___ EXERCISE MATERIAL ___

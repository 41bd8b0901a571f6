//! Tracing subscriber setup.
//!
//! Builds a `tracing-subscriber` registry with an [`EnvFilter`] and one fmt
//! layer in the configured [`LogFormat`]. `RUST_LOG` overrides the configured
//! level when set.
//!
//! # Example
//! ```no_run
//! use ni4050::{config::DriverConfig, logging};
//!
//! let config = DriverConfig::from_env()?;
//! logging::init(&config.logging)?;
//! tracing::info!("driver ready");
//! # Ok::<(), ni4050::DmmError>(())
//! ```

use serde::{Deserialize, Serialize};
use tracing::Level;
use tracing_subscriber::{
    fmt, layer::SubscriberExt, util::SubscriberInitExt, EnvFilter, Layer, Registry,
};

use crate::config::LoggingConfig;
use crate::error::{DmmError, Result};

/// Output format for log lines
#[derive(Debug, Clone, Copy, PartialEq, Eq, Default, Serialize, Deserialize)]
#[serde(rename_all = "lowercase")]
pub enum LogFormat {
    /// Multi-line, coloured (for development)
    #[default]
    Pretty,
    /// Single-line without colours
    Compact,
    /// JSON objects for log aggregation
    Json,
}

/// Install the global subscriber.
///
/// Idempotent: if a subscriber is already installed this returns `Ok(())`,
/// which keeps it safe to call from tests and from library users that set
/// up their own.
pub fn init(config: &LoggingConfig) -> Result<()> {
    let level = parse_log_level(&config.level)?;
    let env_filter = EnvFilter::try_from_default_env()
        .unwrap_or_else(|_| EnvFilter::new(level.as_str().to_lowercase()));

    let layer: Box<dyn Layer<Registry> + Send + Sync> = match config.format {
        LogFormat::Pretty => fmt::layer().pretty().with_thread_names(true).boxed(),
        LogFormat::Compact => fmt::layer().compact().with_ansi(false).boxed(),
        LogFormat::Json => fmt::layer().json().with_current_span(true).boxed(),
    };

    tracing_subscriber::registry()
        .with(layer.with_filter(env_filter))
        .try_init()
        .or_else(|e| {
            if e
                .to_string()
                .contains("a global default trace dispatcher has already been set")
            {
                Ok(())
            } else {
                Err(DmmError::Config(format!("Failed to initialize tracing: {}", e)))
            }
        })
}

/// Parse a log level name, case-insensitively.
pub fn parse_log_level(level: &str) -> Result<Level> {
    match level.to_lowercase().as_str() {
        "trace" => Ok(Level::TRACE),
        "debug" => Ok(Level::DEBUG),
        "info" => Ok(Level::INFO),
        "warn" => Ok(Level::WARN),
        "error" => Ok(Level::ERROR),
        _ => Err(DmmError::Config(format!(
            "Invalid log level '{}'. Must be one of: trace, debug, info, warn, error",
            level
        ))),
    }
}
//! Calibration store access.
//!
//! The NI 4050 keeps its internal shunt resistance and the per-range
//! zero/full-scale calibration words in an onboard EEPROM. A byte is read by
//! latching the 16-bit address into two address registers (high byte first)
//! and reading the data register.

use serde::{Deserialize, Serialize};
use tracing::{debug, trace, warn};

use crate::error::{DmmError, Result};
use crate::port::RegisterPort;
use crate::regs::{self, eeprom};
use crate::session::SessionState;

/// Nominal internal shunt resistance in ohms.
pub const INTERNAL_RESISTANCE_SPEC: u32 = 1_000_000;

/// Which copy of the calibration constants to use.
#[derive(Debug, Clone, Copy, PartialEq, Eq, Default, Serialize, Deserialize)]
#[serde(rename_all = "lowercase")]
pub enum CalibrationArea {
    /// User-adjusted constants.
    User,
    /// Constants loaded at power-up (the working set).
    #[default]
    Load,
    /// Constants written at factory calibration.
    Factory,
}

impl CalibrationArea {
    /// Base address of this area in the calibration store.
    pub fn base(self) -> u32 {
        match self {
            Self::User => eeprom::AREA_USER,
            Self::Load => eeprom::AREA_LOAD,
            Self::Factory => eeprom::AREA_FACTORY,
        }
    }
}

/// Accepted window for the calibrated internal resistance, in ohms.
#[derive(Debug, Clone, Copy, PartialEq, Eq)]
pub struct ResistanceBounds {
    /// Lowest accepted value
    pub min: u32,
    /// Highest accepted value
    pub max: u32,
}

impl ResistanceBounds {
    /// Whether `value` lies inside the window (inclusive).
    pub fn contains(&self, value: u32) -> bool {
        (self.min..=self.max).contains(&value)
    }
}

impl Default for ResistanceBounds {
    /// 0.8 and 1.2 times the nominal resistance.
    fn default() -> Self {
        Self {
            min: INTERNAL_RESISTANCE_SPEC / 10 * 8,
            max: INTERNAL_RESISTANCE_SPEC / 10 * 12,
        }
    }
}

/// Reads bytes and calibration words from one unit's calibration store.
#[derive(Debug, Clone, Copy, Default)]
pub struct CalibrationReader {
    area: CalibrationArea,
    bounds: ResistanceBounds,
}

impl CalibrationReader {
    /// Reader over `area`, validating resistance against `bounds`.
    pub fn new(area: CalibrationArea, bounds: ResistanceBounds) -> Self {
        Self { area, bounds }
    }

    /// Calibration area in use.
    pub fn area(&self) -> CalibrationArea {
        self.area
    }

    /// Accepted internal-resistance window.
    pub fn bounds(&self) -> ResistanceBounds {
        self.bounds
    }

    /// Read one byte at an absolute calibration-store address.
    pub fn read_config_byte<P: RegisterPort + ?Sized>(&self, port: &mut P, address: u32) -> Result<u8> {
        port.write_byte(regs::EEPROM_ADDR2_REG, (address >> 8) as u8)?;
        port.write_byte(regs::EEPROM_ADDR1_REG, address as u8)?;
        let value = port.read_byte(regs::EEPROM_DATA_REG)?;
        trace!(address = format_args!("{:#06x}", address), value, "EEPROM read");
        Ok(value)
    }

    /// Read a 3-byte little-endian word starting at `address`.
    ///
    /// The result is the raw 24-bit word; no sign interpretation is applied.
    pub fn read_config_word<P: RegisterPort + ?Sized>(&self, port: &mut P, address: u32) -> Result<u32> {
        let mut word = 0u32;
        for i in 0..3 {
            let byte = self.read_config_byte(port, address + i)?;
            word += u32::from(byte) << (8 * i);
        }
        Ok(word)
    }

    /// Read the zero-scale and full-scale words for a range whose
    /// calibration constants sit at `cal_offset` within the area.
    pub fn read_scale_coefficients<P: RegisterPort + ?Sized>(
        &self,
        port: &mut P,
        cal_offset: u32,
    ) -> Result<(u32, u32)> {
        let base = self.area.base() + cal_offset;
        let zero = self.read_config_word(port, base + eeprom::CAL_ZERO)?;
        let full = self.read_config_word(port, base + eeprom::CAL_FULL)?;
        debug!(zero, full, "Read scale calibration coefficients");
        Ok((zero, full))
    }

    /// Read and validate the internal shunt resistance.
    ///
    /// On success the value is stored in `session`; an out-of-spec value
    /// leaves the session untouched.
    pub fn read_internal_resistance<P: RegisterPort + ?Sized>(
        &self,
        port: &mut P,
        session: &mut SessionState,
    ) -> Result<u32> {
        let address = self.area.base() | eeprom::INTERNAL_RESISTANCE;
        let value = self.read_config_word(port, address)?;

        if !self.bounds.contains(value) {
            warn!(
                value,
                min = self.bounds.min,
                max = self.bounds.max,
                "Internal resistance out of spec"
            );
            return Err(DmmError::OutOfSpec {
                value,
                min: self.bounds.min,
                max: self.bounds.max,
            });
        }

        debug!(value, "Internal resistance");
        session.internal_resistance = Some(value);
        Ok(value)
    }
}

#[cfg(test)]
mod tests {
    use super::*;
    use crate::sim::SimulatedCard;

    #[test]
    fn test_config_byte_latches_address_high_then_low() {
        let mut card = SimulatedCard::new();
        card.set_eeprom_byte(0x0812, 0xAB);
        let reader = CalibrationReader::default();

        assert_eq!(reader.read_config_byte(&mut card, 0x0812).unwrap(), 0xAB);
        assert_eq!(
            card.writes(),
            &[(regs::EEPROM_ADDR2_REG, 0x08), (regs::EEPROM_ADDR1_REG, 0x12)]
        );
    }

    #[test]
    fn test_config_word_is_little_endian() {
        let mut card = SimulatedCard::new();
        card.set_eeprom_word(0x0900, 0x12_34_56);
        let reader = CalibrationReader::default();
        assert_eq!(reader.read_config_word(&mut card, 0x0900).unwrap(), 0x12_34_56);
        assert_eq!(card.eeprom_byte(0x0900), 0x56);
    }

    #[test]
    fn test_resistance_accepted_and_stored() {
        let mut card = SimulatedCard::new();
        card.set_internal_resistance(1_000_000);
        let mut session = SessionState::new();

        let value = CalibrationReader::default()
            .read_internal_resistance(&mut card, &mut session)
            .unwrap();
        assert_eq!(value, 1_000_000);
        assert_eq!(session.internal_resistance, Some(1_000_000));
    }

    #[test]
    fn test_resistance_out_of_spec_rejected() {
        for value in [700_000, 1_300_000] {
            let mut card = SimulatedCard::new();
            card.set_internal_resistance(value);
            let mut session = SessionState::new();
            session.internal_resistance = Some(1_000_000);

            let err = CalibrationReader::default()
                .read_internal_resistance(&mut card, &mut session)
                .unwrap_err();
            assert!(matches!(err, DmmError::OutOfSpec { value: v, .. } if v == value));
            assert_eq!(session.internal_resistance, Some(1_000_000));
        }
    }

    #[test]
    fn test_resistance_bounds_are_inclusive() {
        let bounds = ResistanceBounds::default();
        assert_eq!(bounds.min, 800_000);
        assert_eq!(bounds.max, 1_200_000);
        assert!(bounds.contains(800_000));
        assert!(bounds.contains(1_200_000));
        assert!(!bounds.contains(799_999));
        assert!(!bounds.contains(1_200_001));
    }

    #[test]
    fn test_scale_coefficients_follow_area() {
        let mut card = SimulatedCard::new();
        card.set_eeprom_word(eeprom::AREA_FACTORY + 0x26, 0x80_00_10);
        card.set_eeprom_word(eeprom::AREA_FACTORY + 0x29, 0x55_44_33);
        let reader = CalibrationReader::new(CalibrationArea::Factory, ResistanceBounds::default());

        let (zero, full) = reader.read_scale_coefficients(&mut card, 0x26).unwrap();
        assert_eq!(zero, 0x80_00_10);
        assert_eq!(full, 0x55_44_33);
    }
}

___

Wherever the string "shunt" appears in the data above, copy the line it sits in.

### RESULT OF THE TASK
//! The NI 4050 keeps its internal shunt resistance and the per-range
/// Nominal internal shunt resistance in ohms.
    /// Read and validate the internal shunt resistance.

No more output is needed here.